# Marconi 365 EZ key



## IK0IXI (Dec 7, 2008)

Hi.
Recently I purchased a M.I.M.C. Co 365 EZ Key.

Any available on-line manual or article about this famouse piece ?

Thanks you.

Fabio, IK0IXI / K3QS


----------



## K urgess (Aug 14, 2006)

Welcome aboard, Fabio.
I've never seen a manual for one.
Nothing much to write about.
They were changed to go with whichever transmitter they fitted depending on if the smoothing chokes and desensitising was done at the key or in the transmitter.
Mechanically there's nothing to go wrong except rust.
Cheers
Kris


----------



## IK0IXI (Dec 7, 2008)

*Thanks*

Thanks you Kris.
I found an interesting article about Marconi 365 keys series at 

http://groups.google.com/group/radio-officers/files

See you soon.

Fabio


----------



## benjidog (Oct 27, 2005)

I thought you just press the key and it goes "dit" or "dah" depending on how long you hold it down!


----------



## K urgess (Aug 14, 2006)

Not one of these, Brian.
The ultimate key (365EZ) was purely handmatic.
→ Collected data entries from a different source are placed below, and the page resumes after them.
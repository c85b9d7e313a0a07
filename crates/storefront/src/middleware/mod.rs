//! HTTP middleware stack for storefront.
//!
//! # Middleware Order (bottom to top in Router)
//!
//! 1. Sentry layers (capture errors, one hub per request)
//! 2. `TraceLayer` (request span carrying `request_id`)
//! 3. Request ID (propagate or assign `x-request-id`)
//!
//! Cart identity is resolved per handler by the [`CartIdentity`] extractor.

pub mod identity;
pub mod request_id;

pub use identity::CartIdentity;
pub use request_id::{REQUEST_ID_HEADER, request_id_middleware};
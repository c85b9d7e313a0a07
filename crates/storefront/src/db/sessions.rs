//! Session-token validation against `storefront.customer_session`.

use async_trait::async_trait;
use sqlx::PgPool;

use cartwright_core::UserId;

use crate::cart::error::Result;
use crate::cart::identity::SessionValidator;

/// Resolves session tokens written by the login flow.
#[derive(Debug, Clone)]
pub struct PgSessionValidator {
    pool: PgPool,
}

impl PgSessionValidator {
    #[must_use]
    pub const fn new(pool: PgPool) -> Self {
        Self { pool }
    }
}

#[async_trait]
impl SessionValidator for PgSessionValidator {
    async fn validate(&self, token: &str) -> Result<Option<UserId>> {
        let row: Option<(i32,)> = sqlx::query_as(
            r"
            SELECT user_id
            FROM storefront.customer_session
            WHERE token = $1 AND expires_at > now()
            ",
        )
        .bind(token)
        .fetch_optional(&self.pool)
        .await?;

        Ok(row.map(|(user_id,)| UserId::new(user_id)))
    }
}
Has caged roller bearings fitted.
You had to make the dits and dahs manually. [=P]

An interesting link, Fabio.
Unfortunately the 365B is becoming a little too expensive. I also found it a bit of a "clunker". The 365EZ is still my favourite.

Cheers
Kris


----------



## Tai Pan (Mar 24, 2006)

Proper sparks could send for hours on a 365 key. I have a D in my shack. none of your fancy yankee type keys.


----------